News: CJ Exclusives

Downtown Dining Curfew On Raleigh Council Agenda

City officials unable to arrive at compromise with residents, bar owners, diners

RALEIGH — After nearly two months of debate over appropriate late-night noise and pedestrian traffic levels in downtown Raleigh, bar and restaurant owners await the city council’s Aug. 4 vote on an outdoor dining proposal that would place curfews and seating limits on sidewalk patio areas. An earlier council proposal would have prohibited bars from designating patios for patrons and allowed only restaurants to have sidewalk seating.
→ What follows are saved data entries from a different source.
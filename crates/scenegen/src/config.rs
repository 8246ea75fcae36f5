use serde::Deserialize;
use scenegen_utils::{AnyResult, AnyhowResultExt};
use std::{
    fs,
    path::{Path, PathBuf},
};

/// Where the packer reads its inputs from and where it writes the generated files.
///
/// Every field defaults to the layout the packer has always assumed, so running it from a
/// project root with `models/` and `src/` needs no configuration at all.
#[derive(Debug, Clone, PartialEq, Eq, Deserialize)]
#[serde(default, deny_unknown_fields)]
pub struct PackerConfig {
    /// Directory searched (recursively) for scene files
    pub models_dir: PathBuf,
    /// Base for the `o`/`m` paths found inside scene files
    pub reference_root: PathBuf,
    /// Directory receiving the generated header and source. It must already exist.
    pub output_dir: PathBuf,
    pub header_name: String,
    pub source_name: String,
}

impl Default for PackerConfig {
    fn default() -> Self {
        Self {
            models_dir: PathBuf::from("models"),
            reference_root: PathBuf::from("."),
            output_dir: PathBuf::from("src"),
            header_name: String::from("dataset.h"),
            source_name: String::from("dataset.cpp"),
        }
    }
}

impl PackerConfig {
    /// Reads a TOML configuration file. Missing keys keep their defaults.
    pub fn load(path: &Path) -> AnyResult<Self> {
        let text = fs::read_to_string(path)
            .otherwise_with(|| format!("couldn't read configuration {}", path.display()))?;
        Self::parse(&text).otherwise_with(|| format!("invalid configuration {}", path.display()))
    }

    pub fn parse(text: &str) -> Result<Self, toml::de::Error> {
        toml::from_str(text)
    }

    pub fn header_path(&self) -> PathBuf {
        self.output_dir.join(&self.header_name)
    }

    pub fn source_path(&self) -> PathBuf {
        self.output_dir.join(&self.source_name)
    }
}
use dashmap::DashMap;
use serde::Serialize;
use ulid::Ulid;

use crate::model::{Ms, TenantId};

/// Actor recorded for actions the core takes on its own (e.g. quota denials).
pub const SYSTEM_ACTOR: &str = "system";

#[derive(Debug, Clone, Copy, PartialEq, Eq, Serialize)]
#[serde(rename_all = "snake_case")]
pub enum AuditAction {
    TenantRegistered,
    PlanChanged,
    TenantSuspended,
    TenantReactivated,
    FeatureOverridden,
    QuotaDenied,
    TableCreated,
    TableAvailabilityChanged,
    ReservationStatusChanged,
}

/// Append-only record. Never mutated after it is handed to a sink.
#[derive(Debug, Clone, PartialEq, Serialize)]
pub struct AuditLogEntry {
    pub id: Ulid,
    pub tenant_id: TenantId,
    pub action: AuditAction,
    pub performed_by: String,
    pub details: serde_json::Value,
    pub timestamp: Ms,
}

impl AuditLogEntry {
    pub fn new(
        tenant_id: TenantId,
        action: AuditAction,
        performed_by: &str,
        details: serde_json::Value,
        timestamp: Ms,
    ) -> Self {
        Self {
            id: Ulid::new(),
            tenant_id,
            action,
            performed_by: performed_by.to_string(),
            details,
            timestamp,
        }
    }
}

/// Outbound audit log. Storage format belongs to the implementor.
pub trait AuditSink: Send + Sync {
    fn record(&self, entry: AuditLogEntry);
}

/// Emits each entry as a structured `tracing` event on the `seatlock::audit` target.
pub struct TracingAuditSink;

impl AuditSink for TracingAuditSink {
    fn record(&self, entry: AuditLogEntry) {
        tracing::info!(
            target: "seatlock::audit",
            id = %entry.id,
            tenant_id = %entry.tenant_id,
            action = ?entry.action,
            performed_by = %entry.performed_by,
            details = %entry.details,
            timestamp = entry.timestamp,
            "audit"
        );
    }
}

/// Keeps entries in memory, per tenant, in arrival order.
#[derive(Default)]
pub struct MemoryAuditSink {
    entries: DashMap<TenantId, Vec<AuditLogEntry>>,
}

impl MemoryAuditSink {
    pub fn new() -> Self {
        Self::default()
    }

    pub fn entries(&self, tenant_id: TenantId) -> Vec<AuditLogEntry> {
        self.entries
            .get(&tenant_id)
            .map(|e| e.value().clone())
            .unwrap_or_default()
    }

    pub fn actions(&self, tenant_id: TenantId) -> Vec<AuditAction> {
        self.entries(tenant_id).iter().map(|e| e.action).collect()
    }
}

impl AuditSink for MemoryAuditSink {
    fn record(&self, entry: AuditLogEntry) {
        self.entries.entry(entry.tenant_id).or_default().push(entry);
    }
}
mod availability;
mod booking;
mod conflict;
mod error;
mod lifecycle;
mod queries;
mod status;
#[cfg(test)]
mod tests;

pub use availability::{rank_candidates, slot_grid};
pub use booking::BookingRequest;
pub use conflict::{find_conflict, has_conflict};
pub use error::{ConflictWindow, EngineError, ValidationError};
pub use queries::AvailabilityQuery;
pub use status::derive_status;

use std::sync::Arc;

use tracing::info;

use crate::audit::{AuditAction, AuditLogEntry, AuditSink, TracingAuditSink};
use crate::config::EngineConfig;
use crate::limits::{MAX_DURATION_MINUTES, MAX_PARTY_SIZE, MAX_PERFORMED_BY_LEN};
use crate::model::*;
use crate::quota::QuotaManager;
use crate::store::{MemoryStore, Store};
use crate::tz::TimeZoneConverter;

/// Scheduling core. One instance serves every tenant; all shared state lives in
/// the [`Store`], so an `Engine` is cheap to wrap in an `Arc` and share.
pub struct Engine {
    store: Arc<dyn Store>,
    tz: TimeZoneConverter,
    quota: Arc<QuotaManager>,
    audit: Arc<dyn AuditSink>,
    config: EngineConfig,
}

impl Engine {
    pub fn new(
        store: Arc<dyn Store>,
        audit: Arc<dyn AuditSink>,
        tz: TimeZoneConverter,
        config: EngineConfig,
    ) -> Self {
        let quota = Arc::new(QuotaManager::new(store.clone(), audit.clone(), tz.clone()));
        Self {
            store,
            tz,
            quota,
            audit,
            config,
        }
    }

    /// Build an engine over the bundled store: WAL-backed when `data_dir` is set
    /// (a compactor task is spawned for it), volatile otherwise. Audit records go
    /// to `tracing`. Must be called inside a tokio runtime.
    pub fn open(config: EngineConfig) -> Result<Self, EngineError> {
        let store = match config.wal_path() {
            Some(path) => {
                if let Some(dir) = path.parent() {
                    std::fs::create_dir_all(dir)
                        .map_err(|e| EngineError::Persistence(e.to_string()))?;
                }
                let store = Arc::new(
                    MemoryStore::open(&path)
                        .map_err(|e| EngineError::Persistence(e.to_string()))?
                        .with_lock_timeout(config.lock_timeout()),
                );
                let compactor = store.clone();
                let threshold = config.compact_threshold;
                tokio::spawn(async move {
                    crate::store::compactor::run_compactor(compactor, threshold).await;
                });
                info!(path = %path.display(), "engine opened with write-ahead log");
                store
            }
            None => Arc::new(MemoryStore::new().with_lock_timeout(config.lock_timeout())),
        };
        Ok(Self::new(
            store,
            Arc::new(TracingAuditSink),
            TimeZoneConverter::system(),
            config,
        ))
    }

    pub fn quota(&self) -> &QuotaManager {
        &self.quota
    }

    pub fn tz(&self) -> &TimeZoneConverter {
        &self.tz
    }

    pub fn config(&self) -> &EngineConfig {
        &self.config
    }

    pub fn store(&self) -> &Arc<dyn Store> {
        &self.store
    }

    // ── Shared helpers ───────────────────────────────────────

    async fn load_tenant(&self, tenant_id: TenantId) -> Result<TenantRecord, EngineError> {
        self.store
            .tenant(tenant_id)
            .await?
            .ok_or(EngineError::NotFound(tenant_id))
    }

    /// Explicit value, else the tenant's default, else the configured default.
    fn resolve_duration(
        &self,
        requested: Option<u32>,
        tenant: &TenantRecord,
    ) -> Result<u32, ValidationError> {
        let duration = requested
            .or(tenant.default_duration_minutes)
            .unwrap_or(self.config.default_duration_minutes);
        if duration == 0 || duration > MAX_DURATION_MINUTES {
            return Err(ValidationError::Duration {
                got: duration,
                max: MAX_DURATION_MINUTES,
            });
        }
        Ok(duration)
    }

    fn emit_audit(
        &self,
        tenant_id: TenantId,
        action: AuditAction,
        performed_by: &str,
        details: serde_json::Value,
    ) {
        self.audit.record(AuditLogEntry::new(
            tenant_id,
            action,
            performed_by,
            details,
            self.tz.now_ms(),
        ));
    }
}

fn validate_party_size(party_size: u32) -> Result<(), ValidationError> {
    if party_size == 0 || party_size > MAX_PARTY_SIZE {
        return Err(ValidationError::PartySize {
            got: party_size,
            max: MAX_PARTY_SIZE,
        });
    }
    Ok(())
}

pub(crate) fn validate_actor(performed_by: &str) -> Result<(), ValidationError> {
    if performed_by.is_empty() {
        return Err(ValidationError::Empty("performed_by"));
    }
    if performed_by.len() > MAX_PERFORMED_BY_LEN {
        return Err(ValidationError::TooLong("performed_by"));
    }
    Ok(())
}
Passed July 28 by the council’s Law and Public Safety Committee, the latest proposal would end dining on city sidewalks at midnight Sunday through Thursday nights and 1:00 a.m. on Saturday and Sunday. It also establishes a maximum capacity rule for outdoor dining areas that complies with North Carolina State Building Code based on allowable square footage per person.

Bar owners, who conceded to the weekday time constraint but requested a 2:00 a.m. curfew for Saturday and Sunday mornings, were unhappy with the compromise.

“At the end of the day, 90 percent of our revenue comes in on Friday and Saturday between 11:00 p.m. and 2:00 a.m.,” said Zack Medford, owner of Fayetteville Street’s Paddy O’Beers. “So it’s taking about a third of our revenue from the outdoor space and cutting it off.”

This LPS resolution follows weeks of discussion among members of a hospitality task force comprising merchants, residents, and city staffers. When no agreement on closing hours and capacity limits was reached, the task force sent several alternative recommendations to LPS for a final decision.

“I think that the business community has a lot of great ideas, and I was hoping the task force would come back with some solutions instead of the council having to make the rules,” said District B Councilmember John Odom. “No disrespect to the council, but when you put the council in charge of making decisions, that isn’t always good for everybody, let me tell you that.”

The LPS committee’s proposal also includes a communications plan between city enforcers and downtown merchants to ensure compliance, and calls for additional zoning enforcement from the Raleigh Fire Department. The plan will be tested for six months, after which the city will assess whether it’s working and how easy it has been to enforce.

The city council’s vote is scheduled at the meeting that convenes Tuesday at 2:00 p.m.